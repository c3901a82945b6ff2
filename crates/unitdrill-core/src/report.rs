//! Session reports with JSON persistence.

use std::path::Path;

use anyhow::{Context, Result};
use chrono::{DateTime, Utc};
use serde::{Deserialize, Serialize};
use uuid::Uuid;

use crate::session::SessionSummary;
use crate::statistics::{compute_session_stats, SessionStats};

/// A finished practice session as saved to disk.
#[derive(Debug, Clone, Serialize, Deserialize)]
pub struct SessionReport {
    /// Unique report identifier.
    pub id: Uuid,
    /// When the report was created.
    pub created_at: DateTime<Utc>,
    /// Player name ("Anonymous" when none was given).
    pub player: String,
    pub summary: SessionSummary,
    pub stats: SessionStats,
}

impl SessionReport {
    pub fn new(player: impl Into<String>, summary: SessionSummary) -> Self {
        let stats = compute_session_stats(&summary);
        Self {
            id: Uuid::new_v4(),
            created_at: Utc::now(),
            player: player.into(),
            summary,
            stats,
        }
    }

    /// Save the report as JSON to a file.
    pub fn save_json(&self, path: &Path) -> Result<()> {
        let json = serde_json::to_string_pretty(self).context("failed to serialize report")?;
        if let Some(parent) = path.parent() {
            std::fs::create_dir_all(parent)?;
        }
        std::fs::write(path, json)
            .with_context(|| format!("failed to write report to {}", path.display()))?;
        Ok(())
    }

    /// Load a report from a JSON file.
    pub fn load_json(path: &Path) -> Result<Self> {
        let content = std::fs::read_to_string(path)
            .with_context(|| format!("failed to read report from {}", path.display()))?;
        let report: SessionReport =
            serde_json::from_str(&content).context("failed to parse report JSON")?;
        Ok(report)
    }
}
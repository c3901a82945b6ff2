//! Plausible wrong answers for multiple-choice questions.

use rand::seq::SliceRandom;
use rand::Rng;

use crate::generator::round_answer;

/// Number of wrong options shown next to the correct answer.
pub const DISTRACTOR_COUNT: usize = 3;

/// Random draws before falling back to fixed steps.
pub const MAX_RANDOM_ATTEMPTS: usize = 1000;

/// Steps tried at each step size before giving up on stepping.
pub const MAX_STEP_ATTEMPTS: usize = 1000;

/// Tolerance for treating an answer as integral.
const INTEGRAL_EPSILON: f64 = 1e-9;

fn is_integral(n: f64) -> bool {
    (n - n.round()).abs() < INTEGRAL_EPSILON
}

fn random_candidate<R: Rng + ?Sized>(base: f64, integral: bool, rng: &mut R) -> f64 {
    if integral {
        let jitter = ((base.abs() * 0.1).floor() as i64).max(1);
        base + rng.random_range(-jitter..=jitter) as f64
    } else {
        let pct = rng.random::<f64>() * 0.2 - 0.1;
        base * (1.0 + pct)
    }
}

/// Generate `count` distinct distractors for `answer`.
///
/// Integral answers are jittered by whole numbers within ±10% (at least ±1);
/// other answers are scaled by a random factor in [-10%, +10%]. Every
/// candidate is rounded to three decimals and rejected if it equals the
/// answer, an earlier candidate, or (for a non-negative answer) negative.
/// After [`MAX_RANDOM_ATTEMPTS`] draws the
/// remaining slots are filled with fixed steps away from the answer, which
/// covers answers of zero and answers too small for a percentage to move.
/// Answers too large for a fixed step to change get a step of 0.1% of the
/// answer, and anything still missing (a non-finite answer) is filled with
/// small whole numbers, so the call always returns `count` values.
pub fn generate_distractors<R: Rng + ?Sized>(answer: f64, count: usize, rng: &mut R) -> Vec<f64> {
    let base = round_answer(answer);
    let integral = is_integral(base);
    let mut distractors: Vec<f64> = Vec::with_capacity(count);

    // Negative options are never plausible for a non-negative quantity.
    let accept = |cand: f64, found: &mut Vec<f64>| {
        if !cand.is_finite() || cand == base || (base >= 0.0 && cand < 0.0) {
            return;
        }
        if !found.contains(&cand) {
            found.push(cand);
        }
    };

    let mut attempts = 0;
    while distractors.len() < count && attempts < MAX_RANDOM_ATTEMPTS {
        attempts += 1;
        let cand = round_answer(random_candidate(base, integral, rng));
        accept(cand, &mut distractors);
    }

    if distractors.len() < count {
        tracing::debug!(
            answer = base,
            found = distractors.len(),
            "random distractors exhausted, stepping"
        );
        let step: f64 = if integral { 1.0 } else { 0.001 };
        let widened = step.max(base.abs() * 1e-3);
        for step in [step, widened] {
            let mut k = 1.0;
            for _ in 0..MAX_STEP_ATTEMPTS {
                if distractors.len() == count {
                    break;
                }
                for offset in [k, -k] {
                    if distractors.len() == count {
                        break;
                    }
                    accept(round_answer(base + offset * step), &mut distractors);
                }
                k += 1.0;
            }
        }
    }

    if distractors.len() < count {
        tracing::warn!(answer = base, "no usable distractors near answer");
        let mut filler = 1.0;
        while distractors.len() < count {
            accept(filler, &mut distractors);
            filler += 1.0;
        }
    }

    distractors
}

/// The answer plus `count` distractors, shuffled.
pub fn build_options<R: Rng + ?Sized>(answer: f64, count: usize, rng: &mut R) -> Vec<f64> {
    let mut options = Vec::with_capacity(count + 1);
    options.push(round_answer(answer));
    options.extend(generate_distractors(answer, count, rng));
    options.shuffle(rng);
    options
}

Exercise prompt:
The required output is a copy of each line in the records where the string "content" occurs.

Response to the exercise:
        let content = std::fs::read_to_string(path)
            serde_json::from_str(&content).context("failed to parse report JSON")?;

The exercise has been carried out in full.